Data records:
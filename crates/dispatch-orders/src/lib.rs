//! `dispatch-orders` — the order ledger.
//!
//! Holds every order known to the fulfillment pipeline together with its
//! status and (optional) courier assignment.  Pure data plus transition
//! rules: nothing here moves a driver or calls the optimizer.
//!
//! # Invariants
//!
//! - `status` advances one step at a time through
//!   `New → Processing → Shipped → Completed`; a manual one-step rollback is
//!   always allowed.
//! - An order may hold a driver assignment only while `Processing` or
//!   `Shipped`.  Completing an order releases its assignment.
//! - An order is *deliverable* iff it is `Processing`/`Shipped` with no
//!   driver assigned.

pub mod error;
pub mod ledger;
pub mod order;

#[cfg(test)]
mod tests;

// ── Re-exports ────────────────────────────────────────────────────────────────

pub use error::{LedgerError, LedgerResult};
pub use ledger::OrderLedger;
pub use order::{Order, OrderStatus};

Work task => Please print, exactly and with nothing else, the lines from the first line of the entries through the line containing "a time through".

Task output =>
filename crates/dispatch-orders/src/lib.rs
//! `dispatch-orders` — the order ledger.
//!
//! Holds every order known to the fulfillment pipeline together with its
//! status and (optional) courier assignment.  Pure data plus transition
//! rules: nothing here moves a driver or calls the optimizer.
//!
//! # Invariants
//!
//! - `status` advances one step at a time through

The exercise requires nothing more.